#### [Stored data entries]

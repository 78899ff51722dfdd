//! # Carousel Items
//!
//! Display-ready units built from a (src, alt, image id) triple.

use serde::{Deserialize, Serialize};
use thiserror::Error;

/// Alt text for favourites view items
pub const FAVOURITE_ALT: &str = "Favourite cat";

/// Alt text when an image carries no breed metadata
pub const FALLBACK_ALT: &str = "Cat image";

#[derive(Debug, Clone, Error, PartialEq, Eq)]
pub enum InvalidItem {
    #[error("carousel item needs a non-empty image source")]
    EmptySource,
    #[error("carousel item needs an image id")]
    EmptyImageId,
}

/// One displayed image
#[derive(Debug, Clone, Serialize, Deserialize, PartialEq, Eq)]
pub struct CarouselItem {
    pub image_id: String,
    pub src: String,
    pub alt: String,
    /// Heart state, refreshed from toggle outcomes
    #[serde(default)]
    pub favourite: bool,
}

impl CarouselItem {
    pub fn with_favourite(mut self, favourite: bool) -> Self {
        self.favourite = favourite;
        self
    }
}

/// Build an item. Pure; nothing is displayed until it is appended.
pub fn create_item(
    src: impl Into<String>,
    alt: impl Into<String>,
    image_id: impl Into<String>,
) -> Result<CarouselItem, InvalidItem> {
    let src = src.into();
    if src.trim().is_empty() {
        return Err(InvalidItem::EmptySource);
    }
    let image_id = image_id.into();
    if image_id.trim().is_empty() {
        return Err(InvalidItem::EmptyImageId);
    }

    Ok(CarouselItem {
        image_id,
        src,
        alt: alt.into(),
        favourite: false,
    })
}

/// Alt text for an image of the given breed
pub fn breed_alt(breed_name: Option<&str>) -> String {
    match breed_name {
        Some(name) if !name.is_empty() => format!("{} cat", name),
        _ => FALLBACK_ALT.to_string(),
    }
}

#### [Work required]
Each record needs to be given again exactly.

#### [Written answer]
repository 78899ff51722dfdd
//! # Carousel Items
//!
//! Display-ready units built from a (src, alt, image id) triple.

use serde::{Deserialize, Serialize};
use thiserror::Error;

/// Alt text for favourites view items
pub const FAVOURITE_ALT: &str = "Favourite cat";

/// Alt text when an image carries no breed metadata
pub const FALLBACK_ALT: &str = "Cat image";

#[derive(Debug, Clone, Error, PartialEq, Eq)]
pub enum InvalidItem {
    #[error("carousel item needs a non-empty image source")]
    EmptySource,
    #[error("carousel item needs an image id")]
    EmptyImageId,
}

/// One displayed image
#[derive(Debug, Clone, Serialize, Deserialize, PartialEq, Eq)]
pub struct CarouselItem {
    pub image_id: String,
    pub src: String,
    pub alt: String,
    /// Heart state, refreshed from toggle outcomes
    #[serde(default)]
    pub favourite: bool,
}

impl CarouselItem {
    pub fn with_favourite(mut self, favourite: bool) -> Self {
        self.favourite = favourite;
        self
    }
}

/// Build an item. Pure; nothing is displayed until it is appended.
pub fn create_item(
    src: impl Into<String>,
    alt: impl Into<String>,
    image_id: impl Into<String>,
) -> Result<CarouselItem, InvalidItem> {
    let src = src.into();
    if src.trim().is_empty() {
        return Err(InvalidItem::EmptySource);
    }
    let image_id = image_id.into();
    if image_id.trim().is_empty() {
        return Err(InvalidItem::EmptyImageId);
    }

    Ok(CarouselItem {
        image_id,
        src,
        alt: alt.into(),
        favourite: false,
    })
}

/// Alt text for an image of the given breed
pub fn breed_alt(breed_name: Option<&str>) -> String {
    match breed_name {
        Some(name) if !name.is_empty() => format!("{} cat", name),
        _ => FALLBACK_ALT.to_string(),
    }
}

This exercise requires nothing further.